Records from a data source
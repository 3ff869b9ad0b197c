//! Inline-button callback payload codec.
//!
//! Telegram limits `callback_data` to 64 bytes, so payloads are a short
//! prefix plus ids: `apr:<approval-id>:<code>` for approval buttons and
//! `det:<cache-key>` for tool-input "Details" buttons. Approval ids and
//! cache keys are UUIDs (36 chars), which fits either form.

use crate::approval::{decision_from_code, ApprovalDecision, ApprovalId};

/// A decoded inline-button payload.
#[derive(Debug, Clone, PartialEq, Eq)]
pub enum CallbackData {
    /// One of the three approval buttons.
    Approval {
        /// Which approval row the button belongs to.
        id: ApprovalId,
        /// The pressed option.
        decision: ApprovalDecision,
    },
    /// A "Details" button referencing a cached tool input.
    Details {
        /// Key into the tool-input cache.
        key: String,
    },
}

impl CallbackData {
    /// Encode an approval button payload.
    #[must_use]
    pub fn approval(id: &ApprovalId, decision: ApprovalDecision) -> String {
        format!("apr:{}:{}", id.as_str(), decision.code())
    }

    /// Encode a details button payload.
    #[must_use]
    pub fn details(key: &str) -> String {
        format!("det:{key}")
    }

    /// Decode a payload; `None` for anything this daemon did not produce.
    #[must_use]
    pub fn parse(data: &str) -> Option<Self> {
        if let Some(rest) = data.strip_prefix("apr:") {
            let (id, code) = rest.rsplit_once(':')?;
            if id.is_empty() {
                return None;
            }
            let decision = decision_from_code(code)?;
            return Some(Self::Approval {
                id: ApprovalId::new(id),
                decision,
            });
        }
        if let Some(key) = data.strip_prefix("det:") {
            if key.is_empty() {
                return None;
            }
            return Some(Self::Details {
                key: key.to_string(),
            });
        }
        None
    }
}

WHAT TO PRODUCE: In the entries above, find every line with the word "Self" and list it.

RESULT FOR THIS EXERCISE:
    pub fn parse(data: &str) -> Option<Self> {
            return Some(Self::Approval {
            return Some(Self::Details {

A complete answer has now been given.